On Sun, Nov 06, 2022 at 07:31:44PM -0000, Jeffery Small wrote:
I just tried that, but the debug file reports the same thing shown on the command line when the key is pressed. Here are the results:Keypad / key: <esc>Oo: Char = A, Octal = 1101, Decimal = 577 Keypad * key: <esc>Oj: Char = C, Octal = 1103, Decimal = 579 Keypad - key: <esc>Om: Char = D, Octal = 1104, Decimal = 580 Keypad + key: <esc>Ok: Char = ?, Octal = 1077, Decimal = 575 Keypad Enter: <esc>OM: Char = <KeypadEnter>, Octal = 527, Decimal = 343
For these large octal values, you can try the syntax <octal number> in your muttrc.

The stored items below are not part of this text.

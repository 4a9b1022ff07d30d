//! Transaction entity and inputs.

use chrono::{DateTime, Utc};
use rust_decimal::Decimal;
use serde::{Deserialize, Serialize};

use saldo_shared::types::{AccountId, CategoryId, CompetenceId, Money, TransactionId, UserId};

use crate::ledger::{TransactionStatus, TransactionType};

/// A categorized financial transaction attributed to a competence period.
#[derive(Debug, Clone, Serialize, Deserialize)]
pub struct Transaction {
    /// Unique identifier.
    pub id: TransactionId,
    /// Account the transaction settles against.
    pub account_id: AccountId,
    /// Category classifying the transaction.
    pub category_id: CategoryId,
    /// Competence period the transaction is attributed to.
    pub competence_id: CompetenceId,
    /// Owning user.
    pub owner_id: UserId,
    /// Non-owning back-reference to another transaction (e.g., the first of
    /// an installment series). Never traversed for balance logic.
    pub parent_id: Option<TransactionId>,
    /// Free-form description.
    pub description: String,
    /// Positive amount at scale 2.
    pub amount: Money,
    /// When the transaction happened (independent of the competence).
    pub date_time: DateTime<Utc>,
    /// Revenue or expense.
    #[serde(rename = "type")]
    pub kind: TransactionType,
    /// Settlement status.
    pub status: TransactionStatus,
    /// Creation timestamp.
    pub created_at: DateTime<Utc>,
    /// Last modification timestamp.
    pub updated_at: DateTime<Utc>,
}

impl Transaction {
    /// Builds a new transaction, forcing the amount to scale 2.
    #[must_use]
    pub fn create(
        input: &CreateTransactionInput,
        kind: TransactionType,
        status: TransactionStatus,
        now: DateTime<Utc>,
    ) -> Self {
        Self {
            id: TransactionId::new(),
            account_id: input.account_id,
            category_id: input.category_id,
            competence_id: input.competence_id,
            owner_id: input.owner_id,
            parent_id: input.parent_id,
            description: input.description.clone(),
            amount: Money::new(input.amount),
            date_time: input.date_time,
            kind,
            status,
            created_at: now,
            updated_at: now,
        }
    }

    /// Returns true if the transaction's effect is settled into the balance.
    #[must_use]
    pub const fn is_paid(&self) -> bool {
        self.status.is_paid()
    }
}

/// Input for creating a new transaction.
///
/// `kind` and `status` arrive as raw tokens and are parsed case-insensitively
/// by the manager, the single parse path for external input.
#[derive(Debug, Clone, Deserialize)]
pub struct CreateTransactionInput {
    /// Account to settle against.
    pub account_id: AccountId,
    /// Category to classify under.
    pub category_id: CategoryId,
    /// Competence period to attribute to.
    pub competence_id: CompetenceId,
    /// Owning user.
    pub owner_id: UserId,
    /// Optional installment-series back-reference.
    pub parent_id: Option<TransactionId>,
    /// Free-form description.
    pub description: String,
    /// Positive amount; rounded to scale 2 on creation.
    pub amount: Decimal,
    /// When the transaction happened.
    pub date_time: DateTime<Utc>,
    /// Type token: `REVENUE` or `EXPENSE`, any case.
    #[serde(rename = "type")]
    pub kind: String,
    /// Status token: `PENDING` or `PAID`, any case.
    pub status: String,
}
//! Settlement ledger logic.
//!
//! This module implements the effect of transactions on account balances:
//! - Closed `TransactionType` / `TransactionStatus` enums with a single
//!   case-insensitive parse path
//! - `LedgerService` applying and reversing PAID effects
//! - Error types for ledger operations

pub mod error;
pub mod service;
pub mod types;

#[cfg(test)]
mod service_props;

pub use error::LedgerError;
pub use service::LedgerService;
pub use types::{TransactionStatus, TransactionType};
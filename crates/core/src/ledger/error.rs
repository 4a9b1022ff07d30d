//! Error types for ledger and transaction lifecycle operations.
//!
//! All variants are terminal business errors surfaced to the caller; the
//! core performs no internal retries. Transient storage failures pass
//! through unchanged as [`StoreError`].

use thiserror::Error;

use saldo_shared::types::{AccountId, CategoryId, CompetenceId, TransactionId};

use crate::store::StoreError;

/// Errors that can occur during ledger operations.
#[derive(Debug, Error)]
pub enum LedgerError {
    /// Referenced account does not exist.
    #[error("Account not found: {0}")]
    AccountNotFound(AccountId),

    /// Referenced category does not exist.
    #[error("Category not found: {0}")]
    CategoryNotFound(CategoryId),

    /// Referenced competence does not exist.
    #[error("Competence not found: {0}")]
    CompetenceNotFound(CompetenceId),

    /// Referenced transaction does not exist.
    #[error("Transaction not found: {0}")]
    TransactionNotFound(TransactionId),

    /// Unrecognized transaction type token.
    #[error("Invalid transaction type: {0}. Must be REVENUE or EXPENSE")]
    InvalidType(String),

    /// Unrecognized transaction status token.
    #[error("Invalid transaction status: {0}. Must be PENDING or PAID")]
    InvalidStatus(String),

    /// Storage collaborator failure.
    #[error(transparent)]
    Store(#[from] StoreError),
}

impl LedgerError {
    /// Returns the error code for API responses.
    #[must_use]
    pub const fn error_code(&self) -> &'static str {
        match self {
            Self::AccountNotFound(_) => "ACCOUNT_NOT_FOUND",
            Self::CategoryNotFound(_) => "CATEGORY_NOT_FOUND",
            Self::CompetenceNotFound(_) => "COMPETENCE_NOT_FOUND",
            Self::TransactionNotFound(_) => "TRANSACTION_NOT_FOUND",
            Self::InvalidType(_) | Self::InvalidStatus(_) => "INVALID_TRANSACTION",
            Self::Store(_) => "DATABASE_ERROR",
        }
    }

    /// Returns the HTTP status code for this error.
    #[must_use]
    pub const fn http_status_code(&self) -> u16 {
        match self {
            Self::AccountNotFound(_)
            | Self::CategoryNotFound(_)
            | Self::CompetenceNotFound(_)
            | Self::TransactionNotFound(_) => 404,

            Self::InvalidType(_) | Self::InvalidStatus(_) => 400,

            Self::Store(_) => 500,
        }
    }
}
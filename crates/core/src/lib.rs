//! Core business logic for Saldo.
//!
//! This crate contains pure business logic with ZERO web or database
//! dependencies. All domain types, the settlement ledger, and the dashboard
//! calculations live here; persistence is reached only through the traits in
//! [`store`].
//!
//! # Modules
//!
//! - `ledger` - PENDING/PAID settlement effects on account balances
//! - `transaction` - Transaction lifecycle (create, status transitions, delete)
//! - `dashboard` - Period summaries, category breakdowns, evolution series
//! - `competence` - Accounting period (month/year) resolution
//! - `account` - Account management and owner-wide balances
//! - `category` - Category reference data
//! - `store` - Collaborator contracts for persistence

pub mod account;
pub mod category;
pub mod competence;
pub mod dashboard;
pub mod ledger;
pub mod store;
pub mod transaction;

e.g. bind generic <1101> first-entry bind generic <1103> last-entry bind generic <1104> select-entry bind generic <1077> next-entry bind generic <keypadenter> next-entry
So what is up with this? Why is mutt seeing one thing output while other programs such as vim and less see the escape code sequences?
Mutt uses ncurses for terminal input/output interaction. Those are the values the ncurses getch() function is returning to mutt. Unfortunately, I couldn't tell you why this differs, but I'm fairly sure vim and less don't use ncurses.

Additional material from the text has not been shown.